Chicken and Vegetables
1
tablespoon vegetable oil
4
boneless skinless chicken breasts (about 1 1/4 lb)
2
cans (10 3/4 oz each) condensed 98% fat-free cream of chicken soup
1
bag (1 lb) frozen stir-fry vegetables
Tarragon Dumplings
1
cup Original Bisquick® mix
1/3
cup milk
1/4
teaspoon dried tarragon leaves
  1. In 10-inch skillet, heat oil over medium-high heat. Cook chicken in oil about 5 minutes, turning once, until chicken begins to brown.

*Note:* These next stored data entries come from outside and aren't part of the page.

// ABOUTME: CLI binary for the webcontent extractor.
// ABOUTME: Fetches URLs (or reads an HTML file) and prints markdown or JSON results.

use std::fs;
use std::io::{self, Write};
use std::path::PathBuf;
use std::process::ExitCode;
use std::time::{Duration, Instant};

use clap::Parser;
use tracing_subscriber::EnvFilter;
use webcontent_extractor::{
    parse_url_list, render_batch, Client, ExtractionResult, FetchRequest, Strategy,
};

#[derive(Parser, Debug)]
#[command(name = "webcontent")]
#[command(about = "Fetch web pages and extract clean markdown content")]
struct Args {
    /// URLs to fetch
    #[arg()]
    urls: Vec<String>,

    /// Comma-separated list of URLs to fetch
    #[arg(long = "urls")]
    url_list: Option<String>,

    /// HTML file to extract (requires --url)
    #[arg(long = "html")]
    html: Option<PathBuf>,

    /// URL context for HTML file extraction (required with --html)
    #[arg(long = "url")]
    url: Option<String>,

    /// Extraction method: auto, trafilatura, readability or basic
    #[arg(short = 's', long = "strategy", default_value = "auto")]
    strategy: String,

    /// Reduce links to their text and omit the link list
    #[arg(long = "no-links")]
    no_links: bool,

    /// Omit title, author and date
    #[arg(long = "no-metadata")]
    no_metadata: bool,

    /// Output results as JSON
    #[arg(long = "json")]
    json_output: bool,

    /// Output file path (default: stdout)
    #[arg(short = 'o', long = "output")]
    output: Option<PathBuf>,

    /// HTTP timeout in seconds
    #[arg(long = "timeout", default_value_t = 30)]
    timeout: u64,

    /// Per-URL deadline in seconds for fetch plus extraction
    #[arg(long = "deadline", default_value_t = 45)]
    deadline: u64,

    /// How many URLs to work on at once
    #[arg(long = "concurrency", default_value_t = 4)]
    concurrency: usize,

    /// Largest response body accepted, in bytes
    #[arg(long = "max-content-length", default_value_t = 1_000_000)]
    max_content_length: usize,

    /// User-Agent header to send
    #[arg(long = "user-agent")]
    user_agent: Option<String>,

    /// Allow fetching from private/local networks
    #[arg(long = "allow-private-networks")]
    allow_private_networks: bool,

    /// Print elapsed time in ms to stderr
    #[arg(long = "timing")]
    timing: bool,
}

fn init_tracing() {
    let filter = EnvFilter::try_from_default_env().unwrap_or_else(|_| EnvFilter::new("warn"));
    tracing_subscriber::fmt()
        .with_env_filter(filter)
        .with_writer(io::stderr)
        .init();
}

fn build_requests(
    urls: &[String],
    strategy: Strategy,
    include_links: bool,
    include_metadata: bool,
) -> Result<Vec<FetchRequest>, String> {
    urls.iter()
        .map(|url| {
            FetchRequest::new(url)
                .map(|r| {
                    r.with_strategy(strategy)
                        .with_links(include_links)
                        .with_metadata(include_metadata)
                })
                .map_err(|e| e.to_string())
        })
        .collect()
}

fn format_output(results: &[ExtractionResult], json_output: bool, show_metadata: bool) -> String {
    if !json_output {
        return render_batch(results, show_metadata);
    }
    let json = if results.len() == 1 {
        serde_json::to_string_pretty(&results[0])
    } else {
        serde_json::to_string_pretty(results)
    };
    json.unwrap_or_else(|e| format!("{{\"error\": \"{}\"}}", e))
}

#[tokio::main]
async fn main() -> ExitCode {
    let args = Args::parse();
    init_tracing();

    let strategy: Strategy = match args.strategy.parse() {
        Ok(s) => s,
        Err(e) => {
            eprintln!("error: {}", e);
            return ExitCode::from(1);
        }
    };

    let mut urls = args.urls.clone();
    if let Some(list) = &args.url_list {
        urls.extend(parse_url_list(list));
    }

    if args.html.is_some() && args.url.is_none() {
        eprintln!("error: --url is required when using --html");
        return ExitCode::from(1);
    }
    if args.html.is_none() && urls.is_empty() {
        eprintln!("error: at least one URL is required, or use --html with --url");
        return ExitCode::from(1);
    }
    if args.html.is_some() && !urls.is_empty() {
        eprintln!("error: cannot use both --html and URLs to fetch");
        return ExitCode::from(1);
    }

    let mut builder = Client::builder()
        .timeout(Duration::from_secs(args.timeout))
        .deadline(Duration::from_secs(args.deadline))
        .concurrency(args.concurrency)
        .max_content_length(args.max_content_length)
        .allow_private_networks(args.allow_private_networks);
    if let Some(ua) = &args.user_agent {
        builder = builder.user_agent(ua);
    }
    let client = builder.build();

    let include_links = !args.no_links;
    let include_metadata = !args.no_metadata;
    let start = Instant::now();
    let mut had_error = false;

    let results = if let (Some(html_path), Some(url)) = (&args.html, &args.url) {
        let requests = match build_requests(
            std::slice::from_ref(url),
            strategy,
            include_links,
            include_metadata,
        ) {
            Ok(requests) => requests,
            Err(e) => {
                eprintln!("error: {}", e);
                return ExitCode::from(1);
            }
        };
        match fs::read_to_string(html_path) {
            Ok(html) => requests
                .iter()
                .map(|request| client.extract_html(request, &html))
                .collect(),
            Err(e) => {
                eprintln!("error reading file {:?}: {}", html_path, e);
                return ExitCode::from(1);
            }
        }
    } else {
        match build_requests(&urls, strategy, include_links, include_metadata) {
            Ok(requests) => client.fetch_multiple(&requests).await,
            Err(e) => {
                eprintln!("error: {}", e);
                return ExitCode::from(1);
            }
        }
    };

    let elapsed = start.elapsed();

    for failed in results.iter().filter(|r| !r.succeeded) {
        eprintln!(
            "error extracting {}: {}",
            failed.url,
            failed.failure_reason.as_deref().unwrap_or("unknown error")
        );
        had_error = true;
    }

    let output_str = format_output(&results, args.json_output, include_metadata);
    if let Some(output_path) = &args.output {
        if let Err(e) = fs::write(output_path, &output_str) {
            eprintln!("error writing to {:?}: {}", output_path, e);
            had_error = true;
        }
    } else {
        println!("{}", output_str);
    }

    if args.timing {
        let _ = writeln!(io::stderr(), "elapsed: {}ms", elapsed.as_millis());
    }

    if had_error {
        ExitCode::from(1)
    } else {
        ExitCode::SUCCESS
    }
}
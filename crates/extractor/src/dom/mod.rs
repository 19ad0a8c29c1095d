// ABOUTME: DOM helpers shared by the extraction engines: text metrics and filtered serialization.
// ABOUTME: Submodules hold readability scoring, article cleaning and <br> paragraph repair.

//! DOM utilities for HTML document inspection and rewriting.
//!
//! scraper trees are immutable, so cleaning works by computing a set of node
//! ids to drop (and tags to rename) and re-serializing the tree with
//! [`serialize_children`].

pub mod brs;
pub mod cleaners;
pub mod scoring;

use std::collections::{HashMap, HashSet};

use ego_tree::{NodeId, NodeRef};
use once_cell::sync::Lazy;
use scraper::{ElementRef, Node, Selector};

static ANCHOR_SELECTOR: Lazy<Selector> = Lazy::new(|| Selector::parse("a").unwrap());

/// Collapse whitespace runs to single spaces and trim.
pub fn normalize_spaces(text: &str) -> String {
    text.split_whitespace().collect::<Vec<_>>().join(" ")
}

/// Whitespace-normalized text of an element.
pub fn element_text(element: &ElementRef) -> String {
    normalize_spaces(&element.text().collect::<Vec<_>>().join(" "))
}

/// Ratio of link text to total text inside an element.
pub fn link_density(element: &ElementRef) -> f64 {
    let total_len = element.text().map(str::len).sum::<usize>();
    if total_len == 0 {
        return 0.0;
    }

    let link_len: usize = element
        .select(&ANCHOR_SELECTOR)
        .map(|a| a.text().map(str::len).sum::<usize>())
        .sum();

    link_len as f64 / total_len as f64
}

/// Whether text ends the way a sentence does.
pub fn has_sentence_end(text: &str) -> bool {
    matches!(
        text.trim_end().chars().last(),
        Some('.' | '!' | '?' | ':' | ';')
    )
}

pub(crate) fn escape_attr(s: &str) -> String {
    s.replace('&', "&amp;")
        .replace('"', "&quot;")
        .replace('<', "&lt;")
        .replace('>', "&gt;")
}

fn escape_text(s: &str) -> String {
    s.replace('&', "&amp;")
        .replace('<', "&lt;")
        .replace('>', "&gt;")
}

pub(crate) fn is_void_element(tag: &str) -> bool {
    matches!(
        tag.to_ascii_lowercase().as_str(),
        "area"
            | "base"
            | "br"
            | "col"
            | "embed"
            | "hr"
            | "img"
            | "input"
            | "link"
            | "meta"
            | "param"
            | "source"
            | "track"
            | "wbr"
    )
}

/// Rewrite plan applied while serializing a tree.
#[derive(Debug, Default)]
pub struct Rewrite<'a> {
    /// Nodes dropped together with their subtrees.
    pub skip: HashSet<NodeId>,
    /// Elements emitted under a different tag name.
    pub rename: HashMap<NodeId, &'static str>,
    /// When set, only these attribute names survive.
    pub keep_attrs: Option<&'a [&'a str]>,
}

impl Rewrite<'_> {
    fn keeps_attr(&self, name: &str) -> bool {
        self.keep_attrs
            .map_or(true, |allowed| allowed.iter().any(|a| a.eq_ignore_ascii_case(name)))
    }
}

/// Serialize the children of `node` applying `rewrite`.
pub fn serialize_children(node: NodeRef<Node>, rewrite: &Rewrite, out: &mut String) {
    for child in node.children() {
        serialize_node(child, rewrite, out);
    }
}

/// Serialize `node` and its subtree applying `rewrite`.
pub fn serialize_node(node: NodeRef<Node>, rewrite: &Rewrite, out: &mut String) {
    if rewrite.skip.contains(&node.id()) {
        return;
    }

    match node.value() {
        Node::Text(text) => out.push_str(&escape_text(text)),
        Node::Element(el) => {
            let tag: &str = match rewrite.rename.get(&node.id()) {
                Some(renamed) => renamed,
                None => el.name(),
            };
            out.push('<');
            out.push_str(tag);
            for (name, value) in el.attrs() {
                if !rewrite.keeps_attr(name) {
                    continue;
                }
                out.push(' ');
                out.push_str(name);
                out.push_str("=\"");
                out.push_str(&escape_attr(value));
                out.push('"');
            }
            if is_void_element(tag) {
                out.push_str(" />");
                return;
            }
            out.push('>');
            serialize_children(node, rewrite, out);
            out.push_str("</");
            out.push_str(tag);
            out.push('>');
        }
        _ => {}
    }
}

  2. Stir in soup and frozen vegetables. Heat to boiling, stirring frequently.
  3. In small bowl, stir all dumpling ingredients until soft dough forms. Drop by 4 spoonfuls onto boiling chicken mixture. Reduce heat. Cook uncovered 10 minutes. Cover and cook 10 minutes.
Makes 4 servings
Make the Most of This Recipe With Tips From The Betty Crocker® Kitchens
Substitution
You can use your favorite 1-pound bag of Green Giant® frozen vegetables instead of the stir-fry vegetables.
Success
To prevent dumplings from falling apart, drop dough onto chicken or vegetables rather than directly into liquid or gravy. If dough is dropped into liquid, the simmering action may force the dough apart.
Substitution
Don't like tarragon? Try dried basil or marjoram leaves or poultry seasoning instead of the tarragon for a flavor twist on these savory dumplings.

Nutrition Information:

1 Serving (1 Serving)
  • Calories 490
    • (Calories from Fat 160),
  • Total Fat 18g
    • (Saturated Fat 4 1/2g,
    • Trans Fat 1g),
  • Cholesterol 95mg;
  • Sodium 1650mg;
  • Total Carbohydrate 39g
    • (Dietary Fiber 3g,
    • Sugars 5g),
  • Protein 42g;
Percent Daily Value*:
    Exchanges:
    • 1 Starch;
    • 0 Fruit;
    • 1 Other Carbohydrate;
    • 0 Skim Milk;
    • 0 Low-Fat Milk;
    • 0 Milk;
    • 1 1/2 Vegetable;
    • 5 Very Lean Meat;
    • 0 Lean Meat;
    • 0 High-Fat Meat;
    • 3 Fat;
    Carbohydrate Choices:
    • 2 1/2;
    *Percent Daily Values are based on a 2,000 calorie diet.